Given the 90 degree temperatures that have returned to the North East this week, it’s difficult not to think of hot as anything but weather related.
But there are many shades of hot: trendy, now, sexy, peppery, spicy, piquant, electric, stolen, in trouble with the police, etc.
I mulled over the different meanings of hot as I looked through my photos for one or two that would fit the bill. These are what I came up with.
The second time I attended the Calabash Literary Festival in Treasure Beach, Jamaica, I went down to the beach with several hundred attendees for the beach party and the lighting of the bonfire. The Fire is Lit(erature) was the festival’s theme that year.
Named for its resemblance to the Tam o’shanter hat, Scotch Bonnet is one of the hottest peppers in the world with a rating of 100,000 – 350,000 on the Scoville scale, the measurement of the piquance of chili peppers. (As a comparison, jalapenos range 2,500-8,000.) It is an essential ingredient in many Jamaican dishes – escoveitch, jerk, curries, etc.

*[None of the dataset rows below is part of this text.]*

//! Backend (server → client) messages.
//!
//! Incoming messages are decoded into the [`BackendMessage`] sum type so that
//! consumers dispatch with an exhaustive match instead of re-checking raw type
//! bytes at every step.

use std::mem::size_of;

use zerocopy::{FromBytes, Immutable, KnownLayout};

use crate::error::{Error, ErrorFields, Result};
use crate::row::Column;

use super::codec::{read_cstr, read_u32};
use super::types::{I16BE, I32BE, TransactionStatus, U16BE, U32BE};

/// Backend message type bytes.
pub mod msg_type {
    /// ReadyForQuery
    pub const READY_FOR_QUERY: u8 = b'Z';
    /// RowDescription
    pub const ROW_DESCRIPTION: u8 = b'T';
    /// DataRow
    pub const DATA_ROW: u8 = b'D';
    /// CommandComplete
    pub const COMMAND_COMPLETE: u8 = b'C';
    /// EmptyQueryResponse
    pub const EMPTY_QUERY_RESPONSE: u8 = b'I';
    /// ErrorResponse
    pub const ERROR_RESPONSE: u8 = b'E';
    /// NoticeResponse
    pub const NOTICE_RESPONSE: u8 = b'N';
    /// ParameterStatus
    pub const PARAMETER_STATUS: u8 = b'S';
    /// ParseComplete
    pub const PARSE_COMPLETE: u8 = b'1';
    /// BindComplete
    pub const BIND_COMPLETE: u8 = b'2';
    /// CloseComplete
    pub const CLOSE_COMPLETE: u8 = b'3';
    /// ParameterDescription
    pub const PARAMETER_DESCRIPTION: u8 = b't';
    /// NoData
    pub const NO_DATA: u8 = b'n';
    /// PortalSuspended
    pub const PORTAL_SUSPENDED: u8 = b's';
}

/// Error field type codes.
mod field_type {
    pub const SEVERITY: u8 = b'S';
    pub const CODE: u8 = b'C';
    pub const MESSAGE: u8 = b'M';
    pub const DETAIL: u8 = b'D';
    pub const HINT: u8 = b'H';
    pub const POSITION: u8 = b'P';
    pub const INTERNAL_QUERY: u8 = b'q';
    pub const WHERE: u8 = b'W';
    pub const FILE: u8 = b'F';
    pub const LINE: u8 = b'L';
    pub const ROUTINE: u8 = b'R';
}

/// A decoded backend message.
#[derive(Debug, Clone)]
pub enum BackendMessage {
    /// Portal is bound and ready to execute.
    BindComplete,
    /// Close request acknowledged.
    CloseComplete,
    /// Statement parsed.
    ParseComplete,
    /// Statement produces no rows.
    NoData,
    /// Execute stopped at the requested row limit; more rows remain.
    PortalSuspended,
    /// Parameter type OIDs of a described statement.
    ParameterDescription(Vec<u32>),
    /// Column metadata for the upcoming rows.
    RowDescription(Vec<Column>),
    /// One row of data; `None` cells are SQL NULL.
    DataRow(Vec<Option<Vec<u8>>>),
    /// Command finished; carries the command tag (e.g. "SELECT 3").
    CommandComplete(String),
    /// The query string was empty.
    EmptyQueryResponse,
    /// Server error.
    ErrorResponse(ErrorFields),
    /// Non-fatal notice.
    NoticeResponse(ErrorFields),
    /// Run-time parameter changed.
    ParameterStatus {
        /// Parameter name
        name: String,
        /// New value
        value: String,
    },
    /// Server is ready for the next cycle.
    ReadyForQuery(TransactionStatus),
}

impl BackendMessage {
    /// Decode a message from its type byte and payload.
    pub fn decode(type_byte: u8, payload: &[u8]) -> Result<Self> {
        match type_byte {
            msg_type::BIND_COMPLETE => Ok(Self::BindComplete),
            msg_type::CLOSE_COMPLETE => Ok(Self::CloseComplete),
            msg_type::PARSE_COMPLETE => Ok(Self::ParseComplete),
            msg_type::NO_DATA => Ok(Self::NoData),
            msg_type::PORTAL_SUSPENDED => Ok(Self::PortalSuspended),
            msg_type::EMPTY_QUERY_RESPONSE => Ok(Self::EmptyQueryResponse),
            msg_type::PARAMETER_DESCRIPTION => parse_parameter_description(payload),
            msg_type::ROW_DESCRIPTION => parse_row_description(payload),
            msg_type::DATA_ROW => parse_data_row(payload),
            msg_type::COMMAND_COMPLETE => {
                let (tag, _) = read_cstr(payload)?;
                Ok(Self::CommandComplete(tag.to_string()))
            }
            msg_type::ERROR_RESPONSE => Ok(Self::ErrorResponse(parse_fields(payload)?)),
            msg_type::NOTICE_RESPONSE => Ok(Self::NoticeResponse(parse_fields(payload)?)),
            msg_type::PARAMETER_STATUS => {
                let (name, rest) = read_cstr(payload)?;
                let (value, _) = read_cstr(rest)?;
                Ok(Self::ParameterStatus {
                    name: name.to_string(),
                    value: value.to_string(),
                })
            }
            msg_type::READY_FOR_QUERY => {
                let status = payload
                    .first()
                    .copied()
                    .and_then(TransactionStatus::from_byte)
                    .unwrap_or_default();
                Ok(Self::ReadyForQuery(status))
            }
            other => Err(Error::Protocol(format!(
                "unknown backend message type: '{}'",
                other as char
            ))),
        }
    }
}

/// RowDescription message header.
#[derive(Debug, Clone, Copy, FromBytes, KnownLayout, Immutable)]
#[repr(C, packed)]
struct RowDescriptionHead {
    num_fields: U16BE,
}

/// Fixed-size tail of a field description (18 bytes).
#[derive(Debug, Clone, Copy, FromBytes, KnownLayout, Immutable)]
#[repr(C, packed)]
struct FieldDescriptionTail {
    table_oid: U32BE,
    column_id: I16BE,
    type_oid: U32BE,
    type_size: I16BE,
    type_modifier: I32BE,
    format: U16BE,
}

fn parse_row_description(payload: &[u8]) -> Result<BackendMessage> {
    if payload.len() < 2 {
        return Err(Error::Protocol("RowDescription: truncated header".into()));
    }
    let head = RowDescriptionHead::ref_from_bytes(&payload[..2])
        .map_err(|e| Error::Protocol(format!("RowDescription header: {e:?}")))?;

    let num_fields = head.num_fields.get() as usize;
    let mut columns = Vec::with_capacity(num_fields);
    let mut data = &payload[2..];

    const TAIL_SIZE: usize = size_of::<FieldDescriptionTail>();

    for _ in 0..num_fields {
        let (name, rest) = read_cstr(data)?;
        if rest.len() < TAIL_SIZE {
            return Err(Error::Protocol("RowDescription: truncated field".into()));
        }
        let tail = FieldDescriptionTail::ref_from_bytes(&rest[..TAIL_SIZE])
            .map_err(|e| Error::Protocol(format!("FieldDescription tail: {e:?}")))?;

        columns.push(Column {
            name: name.to_string(),
            table_oid: tail.table_oid.get(),
            column_id: tail.column_id.get(),
            type_oid: tail.type_oid.get(),
            type_size: tail.type_size.get(),
            type_modifier: tail.type_modifier.get(),
            format: tail.format.get().into(),
        });

        data = &rest[TAIL_SIZE..];
    }

    Ok(BackendMessage::RowDescription(columns))
}

fn parse_data_row(payload: &[u8]) -> Result<BackendMessage> {
    if payload.len() < 2 {
        return Err(Error::Protocol("DataRow: truncated header".into()));
    }
    let head = U16BE::ref_from_bytes(&payload[..2])
        .map_err(|e| Error::Protocol(format!("DataRow header: {e:?}")))?;

    let num_columns = head.get() as usize;
    let mut values = Vec::with_capacity(num_columns);
    let mut data = &payload[2..];

    for _ in 0..num_columns {
        if data.len() < 4 {
            return Err(Error::Protocol("DataRow: truncated cell length".into()));
        }
        let len = i32::from_be_bytes([data[0], data[1], data[2], data[3]]);
        data = &data[4..];

        if len == -1 {
            values.push(None);
        } else {
            let len = len as usize;
            if data.len() < len {
                return Err(Error::Protocol("DataRow: truncated cell value".into()));
            }
            values.push(Some(data[..len].to_vec()));
            data = &data[len..];
        }
    }

    Ok(BackendMessage::DataRow(values))
}

fn parse_parameter_description(payload: &[u8]) -> Result<BackendMessage> {
    if payload.len() < 2 {
        return Err(Error::Protocol(
            "ParameterDescription: truncated header".into(),
        ));
    }
    let head = U16BE::ref_from_bytes(&payload[..2])
        .map_err(|e| Error::Protocol(format!("ParameterDescription header: {e:?}")))?;

    let num_params = head.get() as usize;
    let mut oids = Vec::with_capacity(num_params);
    let mut data = &payload[2..];

    for _ in 0..num_params {
        let (oid, rest) = read_u32(data)?;
        oids.push(oid);
        data = rest;
    }

    Ok(BackendMessage::ParameterDescription(oids))
}

/// Parse error/notice fields from payload.
fn parse_fields(payload: &[u8]) -> Result<ErrorFields> {
    let mut fields = ErrorFields::default();
    let mut data = payload;

    while !data.is_empty() && data[0] != 0 {
        let kind = data[0];
        data = &data[1..];

        let (value, rest) = read_cstr(data)?;
        data = rest;

        match kind {
            field_type::SEVERITY => fields.severity = Some(value.to_string()),
            field_type::CODE => fields.code = Some(value.to_string()),
            field_type::MESSAGE => fields.message = Some(value.to_string()),
            field_type::DETAIL => fields.detail = Some(value.to_string()),
            field_type::HINT => fields.hint = Some(value.to_string()),
            field_type::POSITION => fields.position = value.parse().ok(),
            field_type::INTERNAL_QUERY => fields.internal_query = Some(value.to_string()),
            field_type::WHERE => fields.where_ = Some(value.to_string()),
            field_type::FILE => fields.file = Some(value.to_string()),
            field_type::LINE => fields.line = value.parse().ok(),
            field_type::ROUTINE => fields.routine = Some(value.to_string()),
            _ => {
                tracing::debug!("unknown error field type: {}", kind as char);
            }
        }
    }

    Ok(fields)
}

#[cfg(test)]
mod tests {
    use super::*;
    use crate::protocol::types::FormatCode;

    fn field(name: &str, type_oid: u32) -> Vec<u8> {
        let mut out = Vec::new();
        out.extend_from_slice(name.as_bytes());
        out.push(0);
        out.extend_from_slice(&0_u32.to_be_bytes()); // table oid
        out.extend_from_slice(&0_i16.to_be_bytes()); // column id
        out.extend_from_slice(&type_oid.to_be_bytes());
        out.extend_from_slice(&(-1_i16).to_be_bytes()); // type size
        out.extend_from_slice(&(-1_i32).to_be_bytes()); // type modifier
        out.extend_from_slice(&0_u16.to_be_bytes()); // text format
        out
    }

    #[test]
    fn row_description() {
        let mut payload = 2_u16.to_be_bytes().to_vec();
        payload.extend_from_slice(&field("id", 23));
        payload.extend_from_slice(&field("name", 25));

        let BackendMessage::RowDescription(cols) =
            BackendMessage::decode(msg_type::ROW_DESCRIPTION, &payload).unwrap()
        else {
            panic!("expected RowDescription");
        };
        assert_eq!(cols.len(), 2);
        assert_eq!(cols[0].name, "id");
        assert_eq!(cols[0].type_oid, 23);
        assert_eq!(cols[1].name, "name");
        assert_eq!(cols[1].format, FormatCode::Text);
    }

    #[test]
    fn data_row_with_null() {
        let mut payload = 3_u16.to_be_bytes().to_vec();
        payload.extend_from_slice(&2_i32.to_be_bytes());
        payload.extend_from_slice(b"42");
        payload.extend_from_slice(&(-1_i32).to_be_bytes());
        payload.extend_from_slice(&0_i32.to_be_bytes());

        let BackendMessage::DataRow(values) =
            BackendMessage::decode(msg_type::DATA_ROW, &payload).unwrap()
        else {
            panic!("expected DataRow");
        };
        assert_eq!(values.len(), 3);
        assert_eq!(values[0].as_deref(), Some(&b"42"[..]));
        assert_eq!(values[1], None);
        assert_eq!(values[2].as_deref(), Some(&b""[..]));
    }

    #[test]
    fn error_response_fields() {
        let mut payload = Vec::new();
        payload.extend_from_slice(b"SERROR\0");
        payload.extend_from_slice(b"C42601\0");
        payload.extend_from_slice(b"Msyntax error\0");
        payload.push(0);

        let BackendMessage::ErrorResponse(fields) =
            BackendMessage::decode(msg_type::ERROR_RESPONSE, &payload).unwrap()
        else {
            panic!("expected ErrorResponse");
        };
        assert_eq!(fields.severity.as_deref(), Some("ERROR"));
        assert_eq!(fields.code.as_deref(), Some("42601"));
        assert_eq!(fields.message.as_deref(), Some("syntax error"));
    }

    #[test]
    fn truncated_data_row_rejected() {
        let mut payload = 1_u16.to_be_bytes().to_vec();
        payload.extend_from_slice(&100_i32.to_be_bytes());
        payload.extend_from_slice(b"short");
        assert!(BackendMessage::decode(msg_type::DATA_ROW, &payload).is_err());
    }

    #[test]
    fn unknown_type_byte_rejected() {
        assert!(BackendMessage::decode(b'?', &[]).is_err());
    }
}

I made the mistake once of cutting up Scotch Bonnet with my bare hands to make pickled pepper. I didn’t think they would be very hot – because of the soil composition in the U.S., the Scotch Bonnet grown here lose a lot of its piquancy, especially after the first planting. My hands burned for three days. But don’t let that scare you. Eating peppers has been shown to boost metabolism.
Now, I can’t say that’s the reason my grandfather used to eat them. I just know that he did, almost always raw as if he were eating sweet peppers.
The key to eating or cooking with Scotch Bonnet, or any pepper, is to strip away the seeds and the membrane that stores capsaicin, the ingredient which gives them their heat. I always have some in my refrigerator and use it liberally in just about everything.
Scotch Bonnet can also be found in dishes from West Africa, Trinidad and Tobago, Barbados, Guyana, Grenada, Surinam, Haiti and Cayman.